NUM's CNC technology has been used to bring the programming software and motion control system on an old floor-type horizontal boring mill originally manufactured by Gray up to state-of-the-art standards.
The electrical upgrade was performed by the automation system integrator, MasterControls LLC Inc. (MCI), and was part of a complete mechanical rebuild of the mill by a major US machine rebuilder. The machine is now in production with an end-user working in the mining industry.
The mill - which has a massive 42-foot travel on the main horizontal axis and weighs over 100,000 pounds (>45,000 kg) - had originally been converted from manual to CNC operation back in the 1970s. However, the control system was primitive by today's standards, with numerous drawbacks including limited CNC functionality, a very small memory size, and no networking capability.
MCI and its rebuilder customer performed an extremely comprehensive electrical and mechanical rebuild on the mill - even adding a secondary x-axis. By choosing a NUM CNC kernel, MCI has been able to bring the mill's CNC functionality up to modern standards. New capabilities include compatibility with RS274 G-code programming, probing functionality, and an industrial PC front end providing unlimited program storage - as well as networking.
MCI's introduction of a tandem drive arrangement on the x-axis has made a major contribution to the machine's performance and accuracy, increasing torque dramatically for the main axis of the machine. The two axes are now synchronized in a master-slave arrangement, with the new secondary axis set to lag the primary axis very slightly in order to maintain tension in the geartrain and eliminate backlash.
The flexibility of the drives and control software that allowed this configuration was an important reason behind MCI's decision to base the upgrade on NUM technology, as its drives support master-slave architectures. As this was a critical element of the project, MCI visited NUM's facility in Illinois during the development of the control system to physically test the tandem control, as well as to get the CNC vendor's feedback on MCI's proposed control and programming scheme.
Improving the underlying precision and accuracy of the heavily-built mill was a major feature of the control system upgrade, and MCI additionally implemented a table with laser measurements of axis positions to compensate for other variations in the mechanics.
Other key factors in choosing NUM's CNC system was the ability to upgrade the servomotor drives to advanced digital operation with absolute feedback - enhancing precision a step further. This also eliminates the need for homing moves - freeing the end user from having to reference the machine on power loss or after shutdown.

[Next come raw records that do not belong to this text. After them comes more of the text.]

//! folio - terminal portfolio with an embedded chat assistant

mod config;
mod content;
mod page;
mod ui;
mod utils;

use clap::Parser;
use folio_chat::{ChatEvent, ChatSession, DEFAULT_GREETING, ReplyPolicy, SessionConfig};
use folio_client::{Endpoint, HttpTransport, Role};
use folio_tui::{Theme, widgets::message_list::role_label};
use std::io::{self, Write};
use std::sync::Arc;
use std::time::Duration;
use tokio::sync::mpsc;
use tracing_subscriber::EnvFilter;

/// Environment variable overriding the chat service base URL
const API_URL_ENV: &str = "FOLIO_API_URL";

/// folio - terminal portfolio with an embedded chat assistant
#[derive(Parser, Debug)]
#[command(name = "folio")]
#[command(author, version, about, long_about = None)]
struct Args {
    /// Base URL of the chat service (default: http://localhost:5000)
    #[arg(long)]
    api_url: Option<String>,

    /// Send a single message, print the reply and exit
    #[arg(short = 'c', long)]
    command: Option<String>,

    /// Verbose output
    #[arg(short, long)]
    verbose: bool,

    /// Disable TUI mode (use simple stdin/stdout)
    #[arg(long)]
    no_tui: bool,

    /// Color theme (paper, dark)
    #[arg(long)]
    theme: Option<String>,

    /// What to do when the service answers without a reply (surface, ignore)
    #[arg(long)]
    reply_policy: Option<String>,

    /// Initialize config file
    #[arg(long)]
    init_config: bool,
}

fn parse_reply_policy(s: &str) -> anyhow::Result<ReplyPolicy> {
    match s.to_lowercase().as_str() {
        "surface" => Ok(ReplyPolicy::Surface),
        "ignore" => Ok(ReplyPolicy::Ignore),
        other => anyhow::bail!("unknown reply policy '{}' (expected surface or ignore)", other),
    }
}

/// Set up tracing when asked for via `--verbose` or `RUST_LOG`.
///
/// The full-screen UI owns the terminal, so in that mode logs go to a file
/// in the config directory instead of stderr.
fn init_tracing(verbose: bool, use_tui: bool) -> anyhow::Result<()> {
    if !verbose && std::env::var_os("RUST_LOG").is_none() {
        return Ok(());
    }

    let filter = EnvFilter::try_from_default_env()
        .unwrap_or_else(|_| EnvFilter::new("folio=debug,folio_chat=debug,folio_client=debug"));

    if use_tui {
        let dir = config::Config::config_dir();
        std::fs::create_dir_all(&dir)?;
        let file = std::fs::OpenOptions::new()
            .create(true)
            .append(true)
            .open(dir.join("folio.log"))?;
        tracing_subscriber::fmt()
            .with_env_filter(filter)
            .with_ansi(false)
            .with_writer(std::sync::Mutex::new(file))
            .init();
    } else {
        tracing_subscriber::fmt()
            .with_env_filter(filter)
            .with_writer(io::stderr)
            .init();
    }
    Ok(())
}

#[tokio::main]
async fn main() -> anyhow::Result<()> {
    let args = Args::parse();

    // Initialize config and exit
    if args.init_config {
        match config::Config::init() {
            Ok(path) => {
                println!("Config file created at: {}", path.display());
                println!("\nExample config:\n{}", config::example_config());
            }
            Err(e) => {
                eprintln!("Error creating config: {}", e);
                std::process::exit(1);
            }
        }
        return Ok(());
    }

    // Load config file
    let cfg = config::Config::load();

    let use_tui = args.command.is_none() && !args.no_tui && cfg.tui.unwrap_or(true);
    init_tracing(args.verbose, use_tui)?;

    // Merge config with CLI args (CLI takes precedence, then environment)
    let endpoint = Endpoint::resolve([
        args.api_url,
        std::env::var(API_URL_ENV).ok(),
        cfg.api_url,
    ])?;

    let reply_policy = match args.reply_policy {
        Some(ref policy) => parse_reply_policy(policy)?,
        None => cfg.reply_policy.unwrap_or_default(),
    };

    let theme = match args.theme.or(cfg.theme) {
        Some(name) => Theme::by_name(&name)
            .ok_or_else(|| anyhow::anyhow!("unknown theme '{}' (expected paper or dark)", name))?,
        None => Theme::default(),
    };

    tracing::info!(base_url = endpoint.base_url(), ?reply_policy, "starting folio");

    let transport = match cfg.request_timeout_secs {
        Some(secs) => HttpTransport::with_timeout(endpoint, Duration::from_secs(secs))?,
        None => HttpTransport::new(endpoint),
    };

    let session_config = SessionConfig {
        greeting: cfg.greeting.unwrap_or_else(|| DEFAULT_GREETING.to_string()),
        reply_policy,
    };
    let (session, events) = ChatSession::new(session_config, Arc::new(transport));

    // Non-interactive mode
    if let Some(message) = args.command {
        return run_command(session, events, &message).await;
    }

    // TUI mode
    if use_tui {
        return ui::run_tui(session, events, theme).await;
    }

    // Interactive mode (simple stdin/stdout)
    run_interactive(session, events).await
}

fn print_turn(role: Role, content: &str) {
    println!("{}> {}", role_label(role), content);
}

async fn run_command(
    mut session: ChatSession,
    mut events: mpsc::UnboundedReceiver<ChatEvent>,
    message: &str,
) -> anyhow::Result<()> {
    print_turn(Role::User, message);

    session.update_input(message);
    session.submit()?;
    tracing::debug!(message = %utils::truncate_chars(message, 80), "one-shot message sent");
    session.wait_settled(&mut events).await;

    match session.widget().messages().last() {
        Some(reply) if reply.role() == Role::Assistant => {
            print_turn(reply.role(), reply.content());
            if reply.is_error() {
                std::process::exit(1);
            }
        }
        _ => {
            eprintln!("No reply received.");
            std::process::exit(1);
        }
    }

    Ok(())
}

async fn run_interactive(
    mut session: ChatSession,
    mut events: mpsc::UnboundedReceiver<ChatEvent>,
) -> anyhow::Result<()> {
    for message in session.widget().messages() {
        print_turn(message.role(), message.content());
    }
    println!();

    loop {
        print!("{}> ", role_label(Role::User));
        io::stdout().flush()?;

        let mut input = String::new();
        if io::stdin().read_line(&mut input)? == 0 {
            // EOF
            break;
        }

        let input = input.trim_end_matches(['\r', '\n']);
        session.update_input(input);
        if let Err(rejection) = session.submit() {
            tracing::debug!(%rejection, "submit rejected");
            continue;
        }
        tracing::debug!(message = %utils::truncate_chars(input, 80), "message sent");

        let seen = session.widget().messages().len();
        session.wait_settled(&mut events).await;

        for message in &session.widget().messages()[seen..] {
            print_turn(message.role(), message.content());
        }
        println!();
    }

    Ok(())
}

#[cfg(test)]
mod tests {
    use super::*;

    #[test]
    fn test_parse_reply_policy() {
        assert_eq!(parse_reply_policy("surface").unwrap(), ReplyPolicy::Surface);
        assert_eq!(parse_reply_policy("IGNORE").unwrap(), ReplyPolicy::Ignore);
        assert!(parse_reply_policy("loud").is_err());
    }

    #[test]
    fn test_args_parse() {
        let args = Args::parse_from([
            "folio",
            "--api-url",
            "https://chat.example.com",
            "-c",
            "hello",
            "--reply-policy",
            "ignore",
        ]);
        assert_eq!(args.api_url.as_deref(), Some("https://chat.example.com"));
        assert_eq!(args.command.as_deref(), Some("hello"));
        assert_eq!(args.reply_policy.as_deref(), Some("ignore"));
        assert!(!args.no_tui);
    }
}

All of the control system engineering and panel building was done off site. When the retrofit control system was complete, MCI took the package to the customer rebuild site and started installation. This phase was achieved in just three days. After testing and training, the whole machine was then disassembled and shipped to the end user.
According to Jeff Petry, MCI's Managing Partner, "The refurbished mill now has both a machining accuracy and a rich programmability that is comparable with a brand new mill - but at a fraction of the cost. The technical support available from NUM, who partner with us on applications like this, makes us comfortable taking on these types of major projects."
MCI has become well known for automation upgrades on machine tools. The system integrator has over 25 years of experience in the business, replacing legacy CNC systems on lathes, mills, grinders, gear hobbers and other capital equipment. One reason behind MCI's significant share of the US machinery rebuilding market is its willingness to retain existing analog-interfaced servomotor drives on CNC systems - for economy - although this was not a factor in this latest project where the demand was for optimum precision.
In turn, MCI relies on close relationships with a number of reliable control system equipment partners, including NUM for CNC applications. If the choice of CNC technology is left to MCI, the system integrator typically chooses NUM because of the programming flexibility the system provides, and the company's willingness to provide in-depth technical support.
"Strong engineering support, and a partnership approach has always been a major element of NUM's business philosophy," adds Steve Schilling, General Manager of NUM Corporation in Naperville, Illinois. "It's one of the reasons behind the company's success with small to mid-sized machine tool OEMs, and system integrators and upgrade specialists such as MCI."